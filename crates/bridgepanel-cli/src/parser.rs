//! Main CLI parser and top-level argument handling.

use clap::Parser;

use crate::commands::Commands;

/// Render popup views and replay popup sessions without a browser.
#[derive(Parser)]
#[command(name = "bridgepanel")]
#[command(about = "Render and replay the bridge popup outside the browser")]
#[command(version)]
pub struct Cli {
    /// Enable verbose/debug output
    #[arg(short = 'v', long = "verbose", global = true)]
    pub verbose: bool,

    /// URL opened by the project link
    #[arg(long = "external-url", env = "BRIDGEPANEL_EXTERNAL_URL", global = true)]
    pub external_url: Option<String>,

    /// Settings document opened by settings links
    #[arg(long = "settings-page", env = "BRIDGEPANEL_SETTINGS_PAGE", global = true)]
    pub settings_page: Option<String>,

    #[command(subcommand)]
    pub command: Option<Commands>,
}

○ ○ ○

Task brief: What is needed is every line of the records above that contains the word "global".

Reply:
    #[arg(short = 'v', long = "verbose", global = true)]
    #[arg(long = "external-url", env = "BRIDGEPANEL_EXTERNAL_URL", global = true)]
    #[arg(long = "settings-page", env = "BRIDGEPANEL_SETTINGS_PAGE", global = true)]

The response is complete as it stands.